> **What you will do**
Give every entry again, word for word.

[Stored data]
+---+

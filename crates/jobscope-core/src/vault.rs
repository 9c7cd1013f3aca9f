//! Session vault trait.

use async_trait::async_trait;

use crate::error::Result;
use crate::session::Session;

/// Durable storage for the session snapshot.
///
/// The vault is read synchronously once at startup so a returning user is
/// authenticated before the first render; writes happen on login and
/// profile update, and the snapshot is destroyed on logout.
#[async_trait]
pub trait SessionVault: Send + Sync {
    /// Reads the persisted snapshot, if any. Synchronous so cold-start
    /// restoration can happen before the UI loop starts.
    fn load(&self) -> Result<Option<Session>>;

    /// Persists the snapshot, replacing any previous one.
    async fn save(&self, session: &Session) -> Result<()>;

    /// Removes the snapshot.
    async fn clear(&self) -> Result<()>;
}
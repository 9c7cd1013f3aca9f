//! Durable storage primitives.

mod atomic_file;

pub use atomic_file::AtomicFile;
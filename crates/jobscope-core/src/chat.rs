//! Conversational assistant transcript and context binding.

use serde::{Deserialize, Serialize};
use uuid::Uuid;

use crate::alumnus::AlumnusSummary;
use crate::student::StudentProfile;

/// Who authored a transcript entry.
#[derive(Debug, Clone, Copy, PartialEq, Eq, Serialize, Deserialize)]
#[serde(rename_all = "snake_case")]
pub enum ChatRole {
    User,
    Assistant,
}

/// One entry in the assistant transcript.
#[derive(Debug, Clone, PartialEq, Serialize, Deserialize)]
pub struct ChatEntry {
    pub id: Uuid,
    pub role: ChatRole,
    pub content: String,
}

impl ChatEntry {
    pub fn user(content: impl Into<String>) -> Self {
        Self {
            id: Uuid::new_v4(),
            role: ChatRole::User,
            content: content.into(),
        }
    }

    pub fn assistant(content: impl Into<String>) -> Self {
        Self {
            id: Uuid::new_v4(),
            role: ChatRole::Assistant,
            content: content.into(),
        }
    }
}

/// Greeting seeded into a fresh transcript.
pub const GREETING: &str = "Hello! I am your career-planning assistant. \
Ask me anything about career development, role fit, or skill growth.";

/// Static fallback appended when the chat gateway fails.
pub const APOLOGY: &str =
    "Sorry, the assistant service is unavailable right now. Please try again later.";

/// Composes the context preamble from the currently loaded selections.
///
/// Returns `None` when neither a complete profile nor a resolvable alumnus
/// is available, in which case the raw user message is sent unmodified.
pub fn compose_context(
    profile: Option<&StudentProfile>,
    alumnus: Option<&AlumnusSummary>,
) -> Option<String> {
    let mut parts = Vec::new();

    if let Some(payload) = profile.and_then(StudentProfile::payload) {
        let mut line = format!("Student under discussion: {}", payload.info.name);
        if let Some(major) = &payload.info.major {
            line.push_str(&format!(", major {}", major));
        }
        if let Some(gpa) = payload.assessment.gpa_major {
            line.push_str(&format!(", major GPA {:.2}", gpa));
        }
        line.push_str(&format!(
            ". Key scores: problem solving {:.1}, teamwork {:.1}, communication {:.1}.",
            payload.assessment.problem_solving_score,
            payload.assessment.teamwork_score,
            payload.assessment.communication_score,
        ));
        parts.push(line);
    }

    if let Some(alumnus) = alumnus {
        let mut line = format!("Reference alumnus: {}", alumnus.name);
        if let Some(title) = &alumnus.job_title {
            line.push_str(&format!(", {}", title));
        }
        if let Some(company) = &alumnus.company {
            line.push_str(&format!(" at {}", company));
        }
        line.push('.');
        parts.push(line);
    }

    if parts.is_empty() {
        None
    } else {
        Some(parts.join("\n"))
    }
}

/// Prepends the context preamble, if any, to an outgoing message.
pub fn bind_message(context: Option<&str>, message: &str) -> String {
    match context {
        Some(context) => format!("{}\n\n{}", context, message),
        None => message.to_string(),
    }
}
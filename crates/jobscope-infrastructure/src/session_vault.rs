//! File-backed session vault implementation.

use async_trait::async_trait;
use std::path::PathBuf;
use std::sync::Arc;

use jobscope_core::error::{JobscopeError, Result};
use jobscope_core::session::Session;
use jobscope_core::vault::SessionVault;

use crate::paths::JobscopePaths;
use crate::storage::AtomicFile;

/// Stores the session snapshot as a single TOML file.
///
/// Writes run through `spawn_blocking` so the UI loop never waits on disk;
/// the cold-start read is deliberately synchronous (see [`SessionVault`]).
pub struct FileSessionVault {
    file: Arc<AtomicFile<Session>>,
}

impl FileSessionVault {
    /// Creates a vault at the default platform location
    /// (`<config dir>/jobscope/session.toml`).
    pub fn default_location() -> Result<Self> {
        let path = JobscopePaths::session_file()
            .map_err(|e| JobscopeError::storage(format!("Failed to resolve session path: {}", e)))?;
        Ok(Self::new(path))
    }

    /// Creates a vault backed by an explicit file path.
    pub fn new(path: PathBuf) -> Self {
        Self {
            file: Arc::new(AtomicFile::new(path)),
        }
    }
}

#[async_trait]
impl SessionVault for FileSessionVault {
    fn load(&self) -> Result<Option<Session>> {
        match self.file.load() {
            Ok(snapshot) => Ok(snapshot),
            // A corrupt snapshot must not brick startup; treat it as absent.
            Err(JobscopeError::Serialization { format, message }) => {
                tracing::warn!(
                    "Discarding unreadable session snapshot ({}): {}",
                    format,
                    message
                );
                Ok(None)
            }
            Err(err) => Err(err),
        }
    }

    async fn save(&self, session: &Session) -> Result<()> {
        let file = self.file.clone();
        let session = session.clone();
        tokio::task::spawn_blocking(move || file.save(&session))
            .await
            .map_err(|e| JobscopeError::internal(format!("Failed to join task: {}", e)))?
    }

    async fn clear(&self) -> Result<()> {
        let file = self.file.clone();
        tokio::task::spawn_blocking(move || file.remove())
            .await
            .map_err(|e| JobscopeError::internal(format!("Failed to join task: {}", e)))?
    }
}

+---+

> **Task solution**
filename crates/jobscope-core/src/vault.rs
repository 9c7cd1013f3aca9f
//! Session vault trait.

use async_trait::async_trait;

use crate::error::Result;
use crate::session::Session;

/// Durable storage for the session snapshot.
///
/// The vault is read synchronously once at startup so a returning user is
/// authenticated before the first render; writes happen on login and
/// profile update, and the snapshot is destroyed on logout.
#[async_trait]
pub trait SessionVault: Send + Sync {
    /// Reads the persisted snapshot, if any. Synchronous so cold-start
    /// restoration can happen before the UI loop starts.
    fn load(&self) -> Result<Option<Session>>;

    /// Persists the snapshot, replacing any previous one.
    async fn save(&self, session: &Session) -> Result<()>;

    /// Removes the snapshot.
    async fn clear(&self) -> Result<()>;
}
repository 9c7cd1013f3aca9f
//! Durable storage primitives.

mod atomic_file;

pub use atomic_file::AtomicFile;
filename crates/jobscope-core/src/chat.rs
//! Conversational assistant transcript and context binding.

use serde::{Deserialize, Serialize};
use uuid::Uuid;

use crate::alumnus::AlumnusSummary;
use crate::student::StudentProfile;

/// Who authored a transcript entry.
#[derive(Debug, Clone, Copy, PartialEq, Eq, Serialize, Deserialize)]
#[serde(rename_all = "snake_case")]
pub enum ChatRole {
    User,
    Assistant,
}

/// One entry in the assistant transcript.
#[derive(Debug, Clone, PartialEq, Serialize, Deserialize)]
pub struct ChatEntry {
    pub id: Uuid,
    pub role: ChatRole,
    pub content: String,
}

impl ChatEntry {
    pub fn user(content: impl Into<String>) -> Self {
        Self {
            id: Uuid::new_v4(),
            role: ChatRole::User,
            content: content.into(),
        }
    }

    pub fn assistant(content: impl Into<String>) -> Self {
        Self {
            id: Uuid::new_v4(),
            role: ChatRole::Assistant,
            content: content.into(),
        }
    }
}

/// Greeting seeded into a fresh transcript.
pub const GREETING: &str = "Hello! I am your career-planning assistant. \
Ask me anything about career development, role fit, or skill growth.";

/// Static fallback appended when the chat gateway fails.
pub const APOLOGY: &str =
    "Sorry, the assistant service is unavailable right now. Please try again later.";

/// Composes the context preamble from the currently loaded selections.
///
/// Returns `None` when neither a complete profile nor a resolvable alumnus
/// is available, in which case the raw user message is sent unmodified.
pub fn compose_context(
    profile: Option<&StudentProfile>,
    alumnus: Option<&AlumnusSummary>,
) -> Option<String> {
    let mut parts = Vec::new();

    if let Some(payload) = profile.and_then(StudentProfile::payload) {
        let mut line = format!("Student under discussion: {}", payload.info.name);
        if let Some(major) = &payload.info.major {
            line.push_str(&format!(", major {}", major));
        }
        if let Some(gpa) = payload.assessment.gpa_major {
            line.push_str(&format!(", major GPA {:.2}", gpa));
        }
        line.push_str(&format!(
            ". Key scores: problem solving {:.1}, teamwork {:.1}, communication {:.1}.",
            payload.assessment.problem_solving_score,
            payload.assessment.teamwork_score,
            payload.assessment.communication_score,
        ));
        parts.push(line);
    }

    if let Some(alumnus) = alumnus {
        let mut line = format!("Reference alumnus: {}", alumnus.name);
        if let Some(title) = &alumnus.job_title {
            line.push_str(&format!(", {}", title));
        }
        if let Some(company) = &alumnus.company {
            line.push_str(&format!(" at {}", company));
        }
        line.push('.');
        parts.push(line);
    }

    if parts.is_empty() {
        None
    } else {
        Some(parts.join("\n"))
    }
}

/// Prepends the context preamble, if any, to an outgoing message.
pub fn bind_message(context: Option<&str>, message: &str) -> String {
    match context {
        Some(context) => format!("{}\n\n{}", context, message),
        None => message.to_string(),
    }
}
filename crates/jobscope-infrastructure/src/session_vault.rs
//! File-backed session vault implementation.

use async_trait::async_trait;
use std::path::PathBuf;
use std::sync::Arc;

use jobscope_core::error::{JobscopeError, Result};
use jobscope_core::session::Session;
use jobscope_core::vault::SessionVault;

use crate::paths::JobscopePaths;
use crate::storage::AtomicFile;

/// Stores the session snapshot as a single TOML file.
///
/// Writes run through `spawn_blocking` so the UI loop never waits on disk;
/// the cold-start read is deliberately synchronous (see [`SessionVault`]).
pub struct FileSessionVault {
    file: Arc<AtomicFile<Session>>,
}

impl FileSessionVault {
    /// Creates a vault at the default platform location
    /// (`<config dir>/jobscope/session.toml`).
    pub fn default_location() -> Result<Self> {
        let path = JobscopePaths::session_file()
            .map_err(|e| JobscopeError::storage(format!("Failed to resolve session path: {}", e)))?;
        Ok(Self::new(path))
    }

    /// Creates a vault backed by an explicit file path.
    pub fn new(path: PathBuf) -> Self {
        Self {
            file: Arc::new(AtomicFile::new(path)),
        }
    }
}

#[async_trait]
impl SessionVault for FileSessionVault {
    fn load(&self) -> Result<Option<Session>> {
        match self.file.load() {
            Ok(snapshot) => Ok(snapshot),
            // A corrupt snapshot must not brick startup; treat it as absent.
            Err(JobscopeError::Serialization { format, message }) => {
                tracing::warn!(
                    "Discarding unreadable session snapshot ({}): {}",
                    format,
                    message
                );
                Ok(None)
            }
            Err(err) => Err(err),
        }
    }

    async fn save(&self, session: &Session) -> Result<()> {
        let file = self.file.clone();
        let session = session.clone();
        tokio::task::spawn_blocking(move || file.save(&session))
            .await
            .map_err(|e| JobscopeError::internal(format!("Failed to join task: {}", e)))?
    }

    async fn clear(&self) -> Result<()> {
        let file = self.file.clone();
        tokio::task::spawn_blocking(move || file.remove())
            .await
            .map_err(|e| JobscopeError::internal(format!("Failed to join task: {}", e)))?
    }
}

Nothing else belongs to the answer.